*** Entries provided Section Begins ***

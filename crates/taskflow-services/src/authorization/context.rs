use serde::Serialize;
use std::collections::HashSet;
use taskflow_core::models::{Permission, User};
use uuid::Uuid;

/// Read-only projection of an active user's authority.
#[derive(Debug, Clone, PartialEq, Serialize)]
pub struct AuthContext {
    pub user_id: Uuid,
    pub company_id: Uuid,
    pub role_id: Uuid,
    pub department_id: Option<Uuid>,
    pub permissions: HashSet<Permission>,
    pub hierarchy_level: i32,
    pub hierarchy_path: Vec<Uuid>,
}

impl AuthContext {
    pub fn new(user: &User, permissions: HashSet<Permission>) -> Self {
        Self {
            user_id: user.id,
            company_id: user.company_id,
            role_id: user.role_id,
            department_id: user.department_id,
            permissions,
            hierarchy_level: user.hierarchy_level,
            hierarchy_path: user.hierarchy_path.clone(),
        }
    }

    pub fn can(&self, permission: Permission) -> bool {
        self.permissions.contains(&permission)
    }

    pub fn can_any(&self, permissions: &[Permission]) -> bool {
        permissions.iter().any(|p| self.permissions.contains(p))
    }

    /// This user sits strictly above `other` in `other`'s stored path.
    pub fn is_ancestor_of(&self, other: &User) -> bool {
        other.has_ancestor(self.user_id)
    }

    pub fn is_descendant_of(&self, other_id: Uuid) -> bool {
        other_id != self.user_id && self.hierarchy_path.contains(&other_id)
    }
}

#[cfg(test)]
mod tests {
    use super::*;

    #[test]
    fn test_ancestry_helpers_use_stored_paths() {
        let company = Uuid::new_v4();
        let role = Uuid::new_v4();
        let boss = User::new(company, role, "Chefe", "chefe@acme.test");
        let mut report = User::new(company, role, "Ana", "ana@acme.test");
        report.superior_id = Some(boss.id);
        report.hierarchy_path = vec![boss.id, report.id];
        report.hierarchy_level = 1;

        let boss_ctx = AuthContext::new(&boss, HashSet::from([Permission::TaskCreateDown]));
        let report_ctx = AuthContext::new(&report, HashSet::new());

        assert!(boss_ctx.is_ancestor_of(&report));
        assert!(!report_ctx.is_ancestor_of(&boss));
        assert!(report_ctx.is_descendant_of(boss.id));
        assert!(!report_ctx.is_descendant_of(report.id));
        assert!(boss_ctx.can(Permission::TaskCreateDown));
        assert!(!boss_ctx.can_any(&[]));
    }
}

*** Entries provided Section Ends ***

## Problem:
Copy out word for word each line of the listing, from the very first line down to the line containing "let role = Uuid::new_v4();", and stop after that line.

## Output:
filename crates/taskflow-services/src/authorization/context.rs
use serde::Serialize;
use std::collections::HashSet;
use taskflow_core::models::{Permission, User};
use uuid::Uuid;

/// Read-only projection of an active user's authority.
#[derive(Debug, Clone, PartialEq, Serialize)]
pub struct AuthContext {
    pub user_id: Uuid,
    pub company_id: Uuid,
    pub role_id: Uuid,
    pub department_id: Option<Uuid>,
    pub permissions: HashSet<Permission>,
    pub hierarchy_level: i32,
    pub hierarchy_path: Vec<Uuid>,
}

impl AuthContext {
    pub fn new(user: &User, permissions: HashSet<Permission>) -> Self {
        Self {
            user_id: user.id,
            company_id: user.company_id,
            role_id: user.role_id,
            department_id: user.department_id,
            permissions,
            hierarchy_level: user.hierarchy_level,
            hierarchy_path: user.hierarchy_path.clone(),
        }
    }

    pub fn can(&self, permission: Permission) -> bool {
        self.permissions.contains(&permission)
    }

    pub fn can_any(&self, permissions: &[Permission]) -> bool {
        permissions.iter().any(|p| self.permissions.contains(p))
    }

    /// This user sits strictly above `other` in `other`'s stored path.
    pub fn is_ancestor_of(&self, other: &User) -> bool {
        other.has_ancestor(self.user_id)
    }

    pub fn is_descendant_of(&self, other_id: Uuid) -> bool {
        other_id != self.user_id && self.hierarchy_path.contains(&other_id)
    }
}

#[cfg(test)]
mod tests {
    use super::*;

    #[test]
    fn test_ancestry_helpers_use_stored_paths() {
        let company = Uuid::new_v4();
        let role = Uuid::new_v4();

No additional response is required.